Lungi dall'essere imbarazzate o intimorite, le donne Hamer mi rivolgono un “contro-interrogatorio” volto a conoscere gli aspetti della mia vita famigliare e dei rapporti tra genitori in termini di responsabilità nell'educazione dei figli, di sostentamento famigliare e di possibilità di negoziazione all'interno della coppia. In una comunità dove essere la prima moglie viene ostentato con orgoglio, e dove le relazioni tra mogli sono rigidamente gerarchizzate, il “contro-questionario” orale delle donne Hamer risulta un tentativo, una metodologia improvvisata per ampliare le conoscenze sulle condizioni di possibilità della sfera affettiva e dell’organizzazione sociale.

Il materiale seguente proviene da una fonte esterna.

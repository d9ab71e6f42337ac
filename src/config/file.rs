// src/config/file.rs
// File-based configuration from ~/.mindful/config.toml

use crate::error::{MindfulError, Result};
use crate::llm::Provider;
use serde::Deserialize;
use std::path::{Path, PathBuf};
use tracing::{debug, warn};

/// Default request timeout for remote calls
const DEFAULT_TIMEOUT_SECS: u64 = 10;
const DEFAULT_MAX_RETRIES: u32 = 1;
const DATA_FILE_NAME: &str = "mood_data.csv";

/// Top-level config structure
#[derive(Debug, Deserialize, Default)]
pub struct MindfulConfig {
    #[serde(default)]
    pub llm: LlmConfig,
    #[serde(default)]
    pub sentiment: SentimentConfig,
    #[serde(default)]
    pub store: StoreConfig,
}

/// LLM configuration section
#[derive(Debug, Deserialize)]
#[serde(default)]
pub struct LlmConfig {
    /// Provider used for chat and the sentiment fallback ("gemini" or "openai")
    pub provider: Option<String>,
    /// Model override; provider default when absent
    pub model: Option<String>,
    pub timeout_secs: u64,
    pub max_retries: u32,
}

impl Default for LlmConfig {
    fn default() -> Self {
        Self {
            provider: None,
            model: None,
            timeout_secs: DEFAULT_TIMEOUT_SECS,
            max_retries: DEFAULT_MAX_RETRIES,
        }
    }
}

/// Which classification strategies take part in the chain
#[derive(Debug, Deserialize)]
#[serde(default)]
pub struct SentimentConfig {
    pub lexicon_enabled: bool,
    pub remote_enabled: bool,
}

impl Default for SentimentConfig {
    fn default() -> Self {
        Self {
            lexicon_enabled: true,
            remote_enabled: true,
        }
    }
}

#[derive(Debug, Deserialize, Default)]
pub struct StoreConfig {
    /// Mood log path; ~/.mindful/mood_data.csv when absent
    pub path: Option<PathBuf>,
}

impl MindfulConfig {
    /// Load config from ~/.mindful/config.toml
    pub fn load() -> Self {
        Self::load_from(&Self::config_dir().join("config.toml"))
    }

    /// Load config from an explicit path, falling back to defaults
    pub fn load_from(path: &Path) -> Self {
        match std::fs::read_to_string(path) {
            Ok(contents) => match toml::from_str(&contents) {
                Ok(config) => {
                    debug!(path = %path.display(), "Loaded config from file");
                    config
                }
                Err(e) => {
                    warn!(path = %path.display(), error = %e, "Failed to parse config file");
                    Self::default()
                }
            },
            Err(_) => {
                debug!(path = %path.display(), "Config file not found, using defaults");
                Self::default()
            }
        }
    }

    /// ~/.mindful
    pub fn config_dir() -> PathBuf {
        dirs::home_dir()
            .unwrap_or_else(|| PathBuf::from("."))
            .join(".mindful")
    }

    /// Configured provider, Gemini when unset
    pub fn provider(&self) -> Result<Provider> {
        match self.llm.provider.as_deref() {
            None => Ok(Provider::Gemini),
            Some(name) => Provider::from_str(name).ok_or_else(|| {
                MindfulError::Config(format!(
                    "unknown llm.provider '{}'. Valid options: gemini, openai",
                    name
                ))
            }),
        }
    }

    /// Resolve the mood log path: explicit override, then config, then default
    pub fn data_file(&self, override_path: Option<&Path>) -> PathBuf {
        override_path
            .map(Path::to_path_buf)
            .or_else(|| self.store.path.clone())
            .unwrap_or_else(|| Self::config_dir().join(DATA_FILE_NAME))
    }
}

#[cfg(test)]
mod tests {
    use super::*;

    #[test]
    fn test_parse_config() {
        let toml = r#"
[llm]
provider = "openai"
model = "gpt-4o-mini"
timeout_secs = 5

[sentiment]
lexicon_enabled = false

[store]
path = "/tmp/moods.csv"
"#;
        let config: MindfulConfig = toml::from_str(toml).unwrap();
        assert_eq!(config.provider().unwrap(), Provider::OpenAi);
        assert_eq!(config.llm.model.as_deref(), Some("gpt-4o-mini"));
        assert_eq!(config.llm.timeout_secs, 5);
        assert_eq!(config.llm.max_retries, DEFAULT_MAX_RETRIES);
        assert!(!config.sentiment.lexicon_enabled);
        assert!(config.sentiment.remote_enabled);
        assert_eq!(config.data_file(None), PathBuf::from("/tmp/moods.csv"));
    }

    #[test]
    fn test_parse_empty_config() {
        let config: MindfulConfig = toml::from_str("").unwrap();
        assert_eq!(config.provider().unwrap(), Provider::Gemini);
        assert!(config.sentiment.lexicon_enabled);
        assert_eq!(config.llm.timeout_secs, DEFAULT_TIMEOUT_SECS);
    }

    #[test]
    fn test_unknown_provider() {
        let mut config = MindfulConfig::default();
        config.llm.provider = Some("palm".into());
        assert!(matches!(config.provider(), Err(MindfulError::Config(_))));
    }

    #[test]
    fn test_data_file_override_wins() {
        let mut config = MindfulConfig::default();
        config.store.path = Some(PathBuf::from("/from/config.csv"));
        let path = config.data_file(Some(Path::new("/from/flag.csv")));
        assert_eq!(path, PathBuf::from("/from/flag.csv"));
    }

    #[test]
    fn test_data_file_default() {
        let config = MindfulConfig::default();
        assert!(config.data_file(None).ends_with(".mindful/mood_data.csv"));
    }

    #[test]
    fn test_load_from_missing_file() {
        let config = MindfulConfig::load_from(Path::new("/nonexistent/mindful.toml"));
        assert!(config.llm.provider.is_none());
    }

    #[test]
    fn test_load_from_invalid_file() {
        let dir = tempfile::tempdir().unwrap();
        let path = dir.path().join("config.toml");
        std::fs::write(&path, "[llm\nprovider = ").unwrap();
        let config = MindfulConfig::load_from(&path);
        assert!(config.sentiment.lexicon_enabled);
    }
}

Ho vissuto questa come un’esperienza straniante che per un giorno ha sabotato i dispositivi del framework etnografico, durante la quale sono stato “osservato” e “partecipato”. Ritornato nel contesto appagante del mio ufficio, circondato dalle testimonianze tangibili dei libri e dei grafici con le statistiche sulla salute materno-infantile di queste aree, mi sono affrettato a scriverne, quasi avessi voluto rivendicare per me stesso e per la disciplina che rappresentavo quella peculiarità di scienza ‘dura’ all'interno della quale  le impertinenti donne Hamer avevano aperto una faglia, una possibilità.